## [Problem requirements]
Repeat exactly the lines of the listing from the line containing "assert!(fb.pixel(0, 0));" through its last line, and nothing beyond them.

## [Dataset entries]
use crossterm::{
    execute,
    terminal::{EnterAlternateScreen, LeaveAlternateScreen},
};
use std::fmt;
use std::io;
use tui::backend::CrosstermBackend;
use tui::layout::Rect;
use tui::style::{Color, Style};
use tui::symbols::Marker;
use tui::widgets::canvas::{Canvas, Points};
use tui::widgets::{Block, Borders};
use tui::Terminal;

pub const SCREEN_WIDTH: usize = 64;
pub const SCREEN_HEIGHT: usize = 32;

/// The 64x32 monochrome framebuffer. Only ever changed by clearing it or by
/// XOR-ing sprites onto it.
#[derive(Clone)]
pub struct FrameBuffer {
    pixels: [[bool; SCREEN_WIDTH]; SCREEN_HEIGHT],
    dirty: bool,
}

impl FrameBuffer {
    pub fn new() -> Self {
        FrameBuffer {
            pixels: [[false; SCREEN_WIDTH]; SCREEN_HEIGHT],
            dirty: true,
        }
    }

    pub fn clear(&mut self) {
        self.pixels = [[false; SCREEN_WIDTH]; SCREEN_HEIGHT];
        self.dirty = true;
    }

    /// is the pixel at (x, y) set? coordinates wrap around the screen
    pub fn pixel(&self, x: usize, y: usize) -> bool {
        self.pixels[y % SCREEN_HEIGHT][x % SCREEN_WIDTH]
    }

    /// XOR `sprite` onto the screen with its top-left corner at (x, y), one
    /// byte per row, most significant bit leftmost. Pixels that run off an
    /// edge wrap around to the opposite one.
    ///
    /// Returns true if any set pixel was turned off.
    pub fn draw_sprite(&mut self, sprite: &[u8], x: u8, y: u8) -> bool {
        let mut collision = false;
        for (sy, row) in sprite.iter().enumerate() {
            let py = (y as usize + sy) % SCREEN_HEIGHT;
            for sx in 0..8 {
                if row & (0x80 >> sx) == 0 {
                    continue;
                }
                let px = (x as usize + sx) % SCREEN_WIDTH;
                let pixel = &mut self.pixels[py][px];
                if *pixel {
                    collision = true;
                }
                *pixel ^= true;
            }
        }
        self.dirty = true;
        collision
    }

    /// coordinates of every pixel that is (or isn't) lit, row by row
    pub fn pixels_matching(&self, lit: bool) -> impl Iterator<Item = (usize, usize)> + '_ {
        self.pixels.iter().enumerate().flat_map(move |(y, row)| {
            row.iter()
                .enumerate()
                .filter(move |&(_, &p)| p == lit)
                .map(move |(x, _)| (x, y))
        })
    }

    /// has anything changed since the renderer last looked?
    pub fn is_dirty(&self) -> bool {
        self.dirty
    }

    pub fn mark_clean(&mut self) {
        self.dirty = false;
    }
}

impl Default for FrameBuffer {
    fn default() -> Self {
        Self::new()
    }
}

impl PartialEq for FrameBuffer {
    fn eq(&self, other: &Self) -> bool {
        self.pixels == other.pixels
    }
}

impl Eq for FrameBuffer {}

impl fmt::Debug for FrameBuffer {
    fn fmt(&self, f: &mut fmt::Formatter<'_>) -> fmt::Result {
        for row in self.pixels.iter() {
            let line: String = row.iter().map(|&p| if p { '#' } else { '.' }).collect();
            writeln!(f, "{}", line)?;
        }
        Ok(())
    }
}

/// Display is used by the scheduler to put the framebuffer on a screen. It
/// should abstract the implementation details, so a variety of kinds of
/// screen would work.
pub trait Display {
    /// paint the whole framebuffer
    fn draw(&mut self, frame: &FrameBuffer) -> Result<(), io::Error>;
}

// store useful metadata about the terminal canvas
#[derive(Debug)]
struct Resolution(usize, usize);

impl Resolution {
    /// the terminal canvas is drawn 1:1 with the framebuffer
    fn checked(x: usize, y: usize) -> Result<Resolution, io::Error> {
        if (x, y) != (SCREEN_WIDTH, SCREEN_HEIGHT) {
            return Err(io::Error::new(
                io::ErrorKind::InvalidInput,
                format!(
                    "display must be {}x{}, not {}x{}",
                    SCREEN_WIDTH, SCREEN_HEIGHT, x, y
                ),
            ));
        }
        Ok(Resolution(x, y))
    }

    fn x_bounds(&self) -> [f64; 2] {
        [0.0, (self.0 - 1) as f64]
    }

    fn y_bounds(&self) -> [f64; 2] {
        [-1.0 * (self.1 - 1) as f64, 0.0]
    }

    /// expand one bitplane of the frame into x, y float coords, suitable for
    /// rendering with TUI; y grows downward on the CHIP-8, upward on the canvas
    fn bitplane_from_frame(&self, frame: &FrameBuffer, lit: bool) -> Vec<(f64, f64)> {
        frame
            .pixels_matching(lit)
            .map(|(x, y)| (x as f64, -1.0 * y as f64))
            .collect()
    }
}

/// monochrome display in a terminal, rendered using TUI and crossterm
pub struct MonoTermDisplay {
    terminal: Terminal<CrosstermBackend<io::Stdout>>,
    resolution: Resolution,
}

impl MonoTermDisplay {
    pub fn new(x: usize, y: usize) -> Result<MonoTermDisplay, io::Error> {
        let resolution = Resolution::checked(x, y)?;
        let mut stdout = io::stdout();
        execute!(stdout, EnterAlternateScreen)?;
        let backend = CrosstermBackend::new(stdout);
        let mut terminal = Terminal::new(backend)?;
        terminal.hide_cursor()?;
        terminal.clear()?;
        Ok(MonoTermDisplay {
            terminal,
            resolution,
        })
    }
}

impl Drop for MonoTermDisplay {
    fn drop(&mut self) {
        let _ = self.terminal.show_cursor();
        let _ = execute!(io::stdout(), LeaveAlternateScreen);
    }
}

impl Display for MonoTermDisplay {
    fn draw(&mut self, frame: &FrameBuffer) -> Result<(), io::Error> {
        let dark = self.resolution.bitplane_from_frame(frame, false);
        let lit = self.resolution.bitplane_from_frame(frame, true);
        let x_bounds = self.resolution.x_bounds();
        let y_bounds = self.resolution.y_bounds();
        // for now this assumes a 1:1 ratio between terminal, chip8 and the
        // internal TUI canvas
        let size = Rect::new(
            0,
            0,
            2 + self.resolution.0 as u16,
            2 + self.resolution.1 as u16,
        );

        self.terminal.draw(|f| {
            let canvas = Canvas::default()
                .block(
                    Block::default()
                        .title("CHIP-8")
                        .borders(Borders::ALL)
                        .style(Style::default().bg(Color::Black)),
                )
                .x_bounds(x_bounds)
                .y_bounds(y_bounds)
                .marker(Marker::Block)
                .paint(|ctx| {
                    ctx.draw(&Points {
                        coords: &dark,
                        color: Color::Black,
                    });
                    ctx.draw(&Points {
                        coords: &lit,
                        color: Color::White,
                    });
                });
            f.render_widget(canvas, size);
        })?;
        Ok(())
    }
}

/// useful for testing non-display routines; remembers what it was last asked
/// to draw
#[derive(Default)]
pub struct DummyDisplay {
    pub frames_drawn: usize,
    pub last_frame: Option<FrameBuffer>,
}

impl DummyDisplay {
    pub fn new() -> Self {
        DummyDisplay::default()
    }
}

impl Display for DummyDisplay {
    fn draw(&mut self, frame: &FrameBuffer) -> Result<(), io::Error> {
        self.frames_drawn += 1;
        self.last_frame = Some(frame.clone());
        Ok(())
    }
}

#[cfg(test)]
mod tests {
    use super::*;

    // Resolution tests
    #[test]
    fn test_resolution_must_fit_framebuffer() {
        assert!(Resolution::checked(64, 32).is_ok());
        let err = Resolution::checked(128, 64).unwrap_err();
        assert_eq!(err.kind(), io::ErrorKind::InvalidInput);
    }

    #[test]
    fn test_x_bounds() {
        let r = Resolution(64, 32);
        assert_eq!(r.x_bounds(), [0.0, 63.0]);
    }

    #[test]
    fn test_y_bounds() {
        let r = Resolution(64, 32);
        assert_eq!(r.y_bounds(), [-31.0, 0.0]);
    }

    #[test]
    fn test_bitplanes_cover_screen() {
        let r = Resolution(64, 32);
        let mut fb = FrameBuffer::new();
        fb.draw_sprite(&[0x80], 3, 2);
        let lit = r.bitplane_from_frame(&fb, true);
        let dark = r.bitplane_from_frame(&fb, false);
        assert_eq!(lit, vec![(3.0, -2.0)]);
        assert_eq!(dark.len(), 2047);
    }

    // FrameBuffer tests
    #[test]
    fn test_starts_blank() {
        let fb = FrameBuffer::new();
        assert_eq!(fb.pixels_matching(true).count(), 0);
        assert!(fb.is_dirty());
    }

    #[test]
    fn test_clear() {
        let mut fb = FrameBuffer::new();
        fb.draw_sprite(&[0xff; 15], 0, 0);
        fb.mark_clean();
        fb.clear();
        assert!(fb.is_dirty());
        for y in 0..SCREEN_HEIGHT {
            for x in 0..SCREEN_WIDTH {
                assert!(!fb.pixel(x, y));
            }
        }
    }

    #[test]
    fn test_sprite_bit_order() {
        let mut fb = FrameBuffer::new();
        let collided = fb.draw_sprite(&[0b1010_0000, 0b0000_0001], 10, 5);
        assert!(!collided);
        assert!(fb.pixel(10, 5));
        assert!(!fb.pixel(11, 5));
        assert!(fb.pixel(12, 5));
        assert!(fb.pixel(17, 6));
        assert_eq!(fb.pixels_matching(true).count(), 3);
    }

    #[test]
    fn test_xor_self_inverse() {
        let mut fb = FrameBuffer::new();
        fb.draw_sprite(&[0x3c], 0, 0);
        let before = fb.clone();

        let glyph = [0xF0, 0x90, 0xF0, 0x90, 0x90];
        assert!(!fb.draw_sprite(&glyph, 2, 0));
        assert_ne!(fb, before);
        // the second draw turns off everything the first one turned on
        assert!(fb.draw_sprite(&glyph, 2, 0));
        assert_eq!(fb, before);
    }

    #[test]
    fn test_collision_only_on_toggle_off() {
        let mut fb = FrameBuffer::new();
        fb.draw_sprite(&[0xf0], 0, 0);
        // overlapping zero bits don't count
        assert!(!fb.draw_sprite(&[0x0f], 0, 0));
        assert!(fb.draw_sprite(&[0x01], 0, 0));
    }

    #[test]
    fn test_sprite_wraps_at_edges() {
        let mut fb = FrameBuffer::new();
        fb.draw_sprite(&[0xc0, 0xc0], 63, 31);
        assert!(fb.pixel(63, 31));
        assert!(fb.pixel(0, 31));
        assert!(fb.pixel(63, 0));
        assert!(fb.pixel(0, 0));
        assert_eq!(fb.pixels_matching(true).count(), 4);

        // start coordinates wrap too
        let mut fb = FrameBuffer::new();
        fb.draw_sprite(&[0x80], 64 + 5, 32 + 1);
        assert!(fb.pixel(5, 1));
    }

    #[test]
    fn test_dummy_display_records() -> Result<(), io::Error> {
        let mut d = DummyDisplay::new();
        let mut fb = FrameBuffer::new();
        fb.draw_sprite(&[0xff], 0, 0);
        d.draw(&fb)?;
        assert_eq!(d.frames_drawn, 1);
        assert_eq!(d.last_frame, Some(fb));
        Ok(())
    }
}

## [Your response]
        assert!(fb.pixel(0, 0));
        assert_eq!(fb.pixels_matching(true).count(), 4);

        // start coordinates wrap too
        let mut fb = FrameBuffer::new();
        fb.draw_sprite(&[0x80], 64 + 5, 32 + 1);
        assert!(fb.pixel(5, 1));
    }

    #[test]
    fn test_dummy_display_records() -> Result<(), io::Error> {
        let mut d = DummyDisplay::new();
        let mut fb = FrameBuffer::new();
        fb.draw_sprite(&[0xff], 0, 0);
        d.draw(&fb)?;
        assert_eq!(d.frames_drawn, 1);
        assert_eq!(d.last_frame, Some(fb));
        Ok(())
    }
}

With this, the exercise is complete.